Parallel demand for food, feed, and energy from agricultural crops coupled with climate change will pose major challenge to feed the increasing global population. Hunger and malnutrition has affected over 900 million people worldwide. Access to diverse genetic resources is vital in plant breeding to provide genetic traits to deal with new challenges to sustain agricultural production and meet demand for nutritionally-rich food worldwide.
ICRISAT genebank holds 116,966 cultivated and 2725 wild relatives’ accessions from 144 countries. To date, 1500 microorganisms including phosphate solublizers, siderophore producers, cellulose degraders, nitrogen fixers, antagonists, entomopathogens and fluorescent Pseudomonads have been assembled, characterized and preserved.

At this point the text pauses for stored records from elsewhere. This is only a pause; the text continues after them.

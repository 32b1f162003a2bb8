//! Configuration from environment variables and CLI flags.

use std::net::{IpAddr, SocketAddr};
use std::time::Duration;

use burger_db::StoreConfig;
use burger_telemetry::TelemetryConfig;
use clap::Parser;
use secrecy::{ExposeSecret, SecretString};

use crate::services::users::AdminSeed;

/// Burger House REST service configuration.
///
/// All values can be set via environment variables or CLI arguments.
#[derive(Debug, Clone, Parser)]
#[command(name = "burger-house", about = "Burger House food-ordering REST service")]
pub struct Config {
    /// Listen host
    #[arg(long, env = "BIND_ADDRESS", default_value = "0.0.0.0")]
    pub bind_address: IpAddr,

    /// Listen port
    #[arg(long, env = "PORT", default_value = "5000")]
    pub port: u16,

    /// Extra CORS origins (comma-separated, or "*" for any)
    #[arg(long, env = "CORS_ORIGINS")]
    pub cors_origins: Option<String>,

    /// JWT signing secret
    #[arg(long, env = "JWT_SECRET")]
    pub jwt_secret: SecretString,

    /// MongoDB connection string
    #[arg(long, env = "MONGO_URI")]
    pub mongo_uri: SecretString,

    /// Database name
    #[arg(long, env = "MONGO_DB_NAME", default_value = StoreConfig::DEFAULT_DB_NAME)]
    pub mongo_db_name: String,

    /// Startup connection attempts
    #[arg(long, env = "MONGO_MAX_RETRIES", default_value = "5")]
    pub mongo_max_retries: u32,

    /// Delay between connection attempts in milliseconds
    #[arg(long, env = "MONGO_RETRY_DELAY_MS", default_value = "4000")]
    pub mongo_retry_delay_ms: u64,

    /// Per-attempt server selection timeout in milliseconds
    #[arg(long, env = "MONGO_SERVER_SELECTION_TIMEOUT_MS", default_value = "15000")]
    pub mongo_server_selection_timeout_ms: u64,

    /// Administrator username provisioned at startup
    #[arg(long, env = "ADMIN_USERNAME")]
    pub admin_username: Option<String>,

    /// Administrator email
    #[arg(long, env = "ADMIN_EMAIL")]
    pub admin_email: Option<String>,

    /// Administrator password, hashed before storage
    #[arg(long, env = "ADMIN_PASSWORD")]
    pub admin_password: Option<SecretString>,

    /// Log level (TRACE, DEBUG, INFO, WARN, ERROR)
    #[arg(long, env = "LOG_LEVEL", default_value = "INFO")]
    pub log_level: String,

    /// Use JSON log format
    #[arg(long, env = "JSON_LOGS", default_value = "false")]
    pub json_logs: bool,
}

/// Configuration validation errors.
#[derive(Debug, thiserror::Error)]
pub enum ConfigError {
    #[error("JWT_SECRET must not be empty")]
    EmptyJwtSecret,
    #[error("MONGO_URI must not be empty")]
    EmptyMongoUri,
    #[error("MONGO_MAX_RETRIES must be >= 1")]
    InvalidMaxRetries,
    #[error("ADMIN_USERNAME, ADMIN_EMAIL and ADMIN_PASSWORD must be set together")]
    IncompleteAdminSeed,
}

impl Config {
    /// Parse and validate configuration.
    ///
    /// Missing required values make clap print usage and exit.
    ///
    /// # Errors
    /// Fails when a value is out of range.
    pub fn init() -> anyhow::Result<Self> {
        let config = Self::parse();
        config.validate()?;
        Ok(config)
    }

    /// Validate configuration values.
    fn validate(&self) -> Result<(), ConfigError> {
        if self.jwt_secret.expose_secret().trim().is_empty() {
            return Err(ConfigError::EmptyJwtSecret);
        }
        if self.mongo_uri.expose_secret().trim().is_empty() {
            return Err(ConfigError::EmptyMongoUri);
        }
        if self.mongo_max_retries == 0 {
            return Err(ConfigError::InvalidMaxRetries);
        }
        let admin_fields = [
            self.admin_username.is_some(),
            self.admin_email.is_some(),
            self.admin_password.is_some(),
        ];
        if admin_fields.contains(&true) && admin_fields.contains(&false) {
            return Err(ConfigError::IncompleteAdminSeed);
        }
        Ok(())
    }

    /// Socket address to listen on.
    #[inline]
    #[must_use]
    pub const fn listen_addr(&self) -> SocketAddr {
        SocketAddr::new(self.bind_address, self.port)
    }

    /// Store settings for the connection loop.
    pub fn store(&self) -> StoreConfig {
        StoreConfig {
            uri: self.mongo_uri.expose_secret().to_string(),
            db_name: self.mongo_db_name.clone(),
            max_retries: self.mongo_max_retries,
            retry_delay: Duration::from_millis(self.mongo_retry_delay_ms),
            server_selection_timeout: Duration::from_millis(self.mongo_server_selection_timeout_ms),
        }
    }

    /// Administrator to provision, when all three admin values are set.
    #[must_use]
    pub fn admin_seed(&self) -> Option<AdminSeed> {
        Some(AdminSeed {
            username: self.admin_username.clone()?,
            email: self.admin_email.clone()?,
            password: self.admin_password.clone()?,
        })
    }

    #[must_use]
    pub fn telemetry(&self) -> TelemetryConfig {
        TelemetryConfig {
            log_level: self.log_level.clone(),
            json_logs: self.json_logs,
        }
    }
}

#[cfg(test)]
mod tests {
    use super::*;

    fn parse(args: &[&str]) -> Result<Config, clap::Error> {
        let mut argv = vec!["burger-house"];
        argv.extend_from_slice(args);
        Config::try_parse_from(argv)
    }

    fn test_config() -> Config {
        parse(&[
            "--jwt-secret",
            "secret",
            "--mongo-uri",
            "mongodb://localhost:27017",
        ])
        .unwrap()
    }

    #[test]
    fn defaults_match_deployment() {
        let config = test_config();
        assert_eq!(config.port, 5000);
        assert_eq!(config.listen_addr().to_string(), "0.0.0.0:5000");
        assert_eq!(config.mongo_db_name, "burgerDB");
        assert!(!config.json_logs);
        assert!(config.admin_seed().is_none());

        let store = config.store();
        assert_eq!(store.max_retries, 5);
        assert_eq!(store.retry_delay, Duration::from_millis(4000));
        assert_eq!(store.server_selection_timeout, Duration::from_millis(15000));
    }

    #[test]
    fn valid_config_passes_validation() {
        assert!(test_config().validate().is_ok());
    }

    #[test]
    fn blank_jwt_secret_fails() {
        let mut config = test_config();
        config.jwt_secret = SecretString::from("   ");
        assert!(matches!(config.validate(), Err(ConfigError::EmptyJwtSecret)));
    }

    #[test]
    fn zero_retries_fails() {
        let mut config = test_config();
        config.mongo_max_retries = 0;
        assert!(matches!(
            config.validate(),
            Err(ConfigError::InvalidMaxRetries)
        ));
    }

    #[test]
    fn admin_seed_needs_all_three_values() {
        let mut config = test_config();
        config.admin_username = Some("admin".into());
        assert!(matches!(
            config.validate(),
            Err(ConfigError::IncompleteAdminSeed)
        ));

        let config = parse(&[
            "--jwt-secret",
            "secret",
            "--mongo-uri",
            "mongodb://localhost:27017",
            "--admin-username",
            "admin",
            "--admin-email",
            "admin@example.com",
            "--admin-password",
            "admin1234",
        ])
        .unwrap();
        assert!(config.validate().is_ok());

        let seed = config.admin_seed().unwrap();
        assert_eq!(seed.username, "admin");
        assert_eq!(seed.password.expose_secret(), "admin1234");
    }
}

Core (10% of entire collection) and mini core (1% of entire collection) germplasm subsets have been developed in chickpea, pigeonpea, groundnut, sorghum, pearl millet, finger millet and foxtail millet, and are available for researchers globally. In addition, genotype-based ‘reference sets’, which also included mini core subsets, are also available for discovering new sources of variation, allele mining, association genetics, and mapping and cloning gene(s). Evaluations of these subsets have led to the identification of diverse germplasm for grain yield, early maturity, large-seed size, seed quality, resistance to biotic and abiotic stresses in chickpea, pigeonpea and groundnut; and with high-stalk sugar content for ethanol production in sorghum. Wild relatives offer additional source of variability. Introgression of useful traits from wild to cultivated species is in progress in chickpea, groundnut and pigeonpea. Utilization of these genetically diverse resources in applied breeding should lead to the development of broad-based elite breeding lines/cultivars with superior yield and enhanced adaptation to diverse environments.
Several agriculturally beneficial microorganisms with specific attributes have been identified and possibly will have potential to enhance crop adaptation.
Taken together, both plant and soil microbial genetic resources provide immense opportunity to identify potential sources of genetic variability to meet new and emerging challenges to agricultural production.